Male peafowl are known for their piercing the lady and the peacock pdf and their extravagant plumage. The Indian peacock has iridescent blue and green plumage, mostly metallic blue and green.
But the green peacock has green and bronze body feathers. Both species are as big as the male but lack the train and the head ornament. These feathers are marked with eyespots, best seen when a peacock fans his tail. Both sexes of all species have a crest atop the head.
The Indian peahen has a mixture of dull grey, brown, and green in her plumage. The female also displays her plumage to ward off female competition or signal danger to her young. The green peafowl differs from the Indian peafowl in that the male has green and gold plumage and black wings with a sheen of blue. Unlike the Indian peafowl, the green peahen is similar to the male, only having shorter upper tail coverts, a more coppery neck, and overall less iridescence.

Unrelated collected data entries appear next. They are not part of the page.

pub mod canvas;

pub use canvas::graph_canvas;
use bevy::math::Vec2;
use bevy::prelude::ResMut;
use bevy_egui::{egui, EguiContexts};
use citegraph_core::render::{Rgba, Scene, HOVER_RING, LABEL_COLOR};

use crate::graph::ViewState;
use crate::ui::tooltips::render_tooltip;

fn color(c: Rgba) -> egui::Color32 {
    let a = (c.a.clamp(0.0, 1.0) * 255.0).round() as u8;
    egui::Color32::from_rgba_unmultiplied(c.r, c.g, c.b, a)
}

fn at(origin: egui::Pos2, p: Vec2) -> egui::Pos2 {
    origin + egui::vec2(p.x, p.y)
}

fn paint(painter: &egui::Painter, origin: egui::Pos2, scene: &Scene) {
    for edge in &scene.edges {
        let stroke = egui::Stroke::new(1.0, color(edge.color));
        painter.line_segment([at(origin, edge.start), at(origin, edge.end)], stroke);
        for tri in &edge.arrows {
            painter.add(egui::Shape::convex_polygon(
                tri.iter().map(|p| at(origin, *p)).collect(),
                color(edge.color),
                egui::Stroke::NONE,
            ));
        }
    }

    for node in &scene.nodes {
        let center = at(origin, node.center);
        painter.circle_filled(center, node.radius, color(node.fill));
        if node.hovered {
            painter.circle_stroke(
                center,
                node.radius + 2.0,
                egui::Stroke::new(1.5, color(HOVER_RING)),
            );
        }
        painter.text(
            at(origin, node.label_anchor),
            egui::Align2::CENTER_BOTTOM,
            &node.label,
            egui::FontId::proportional(node.font_size.max(1.0)),
            color(LABEL_COLOR),
        );
    }
}

/// Central drawing area: feeds pointer input to the session, advances one
/// simulation step and paints the result.
pub fn graph_canvas(mut contexts: EguiContexts, mut st: ResMut<ViewState>) {
    let ctx = contexts.ctx_mut();
    let dpr = ctx.pixels_per_point();
    let loading = st.ui.loading;

    egui::CentralPanel::default()
        .frame(egui::Frame::none().fill(egui::Color32::WHITE))
        .show(ctx, |ui| {
            let (rect, response) =
                ui.allocate_exact_size(ui.available_size(), egui::Sense::click_and_drag());
            let session = &mut st.session;

            if rect.width() > 0.0 && rect.height() > 0.0 {
                // failure is kept on the session and reported below
                let _ = session.sync_surface(rect.width(), rect.height(), dpr);
            }
            if let Some(err) = session.surface_error() {
                ui.painter().text(
                    rect.center(),
                    egui::Align2::CENTER_CENTER,
                    format!("cannot draw graph: {err}"),
                    egui::FontId::proportional(14.0),
                    egui::Color32::DARK_RED,
                );
                return;
            }

            let (pressed, released, pointer, scroll) = ui.input(|i| {
                (
                    i.pointer.primary_pressed(),
                    i.pointer.primary_released(),
                    i.pointer.latest_pos(),
                    i.raw_scroll_delta.y,
                )
            });
            let local = |p: egui::Pos2| Vec2::new(p.x - rect.min.x, p.y - rect.min.y);

            match pointer {
                Some(pos) => {
                    let inside = rect.contains(pos);
                    let p = local(pos);
                    if pressed && inside {
                        session.pointer_down(p);
                    }
                    if inside || response.dragged() {
                        session.pointer_move(p);
                    }
                    if released {
                        if let Some(focus) = session.pointer_up(p) {
                            tracing::debug!(%focus, "refocused by click");
                        }
                    }
                    if inside && scroll != 0.0 {
                        session.wheel(p, -scroll);
                    }
                }
                None => session.pointer_left(),
            }

            let painter = ui.painter_at(rect);
            if let Some(scene) = session.tick() {
                paint(&painter, rect.min, &scene);
                if scene.is_empty() && !loading {
                    painter.text(
                        rect.center(),
                        egui::Align2::CENTER_CENTER,
                        "nothing to show for this focus",
                        egui::FontId::proportional(14.0),
                        egui::Color32::GRAY,
                    );
                }
            }
            if loading {
                painter.text(
                    rect.center(),
                    egui::Align2::CENTER_CENTER,
                    "resolving citations…",
                    egui::FontId::proportional(14.0),
                    egui::Color32::GRAY,
                );
            }

            if let (Some(lines), Some(pos)) = (session.hovered_tooltip(), pointer) {
                render_tooltip(ui.ctx(), "graph-tooltip", pos + egui::vec2(14.0, 14.0), lines);
            }
            if session.is_running() {
                ui.ctx().request_repaint();
            }
        });
}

The Congo peacock male does not display his covert feathers, but uses his actual tail feathers during courtship displays. These feathers are much shorter than those of the Indian and green species, and the ocelli are much less pronounced. Chicks of both sexes in all the species are cryptically coloured. They vary between yellow and tawny, usually with patches of darker brown or light tan and “dirty white” ivory. Occasionally, peafowl appear with white plumage.
This can result in the complete lack of coloration of their plumage, while preserving normal eye colour. Leucistic peachicks are born yellow and become fully white as they mature. Slight changes to the spacing of these barbules result in different colours. Such structural coloration causes the iridescence of the peacock’s hues. Interference effects depend on light angle rather than actual pigments. Sexual selection is the ability of male and female organisms to exert selective forces on each other with regard to mating activity. The strongest driver of sexual selection is gamete size.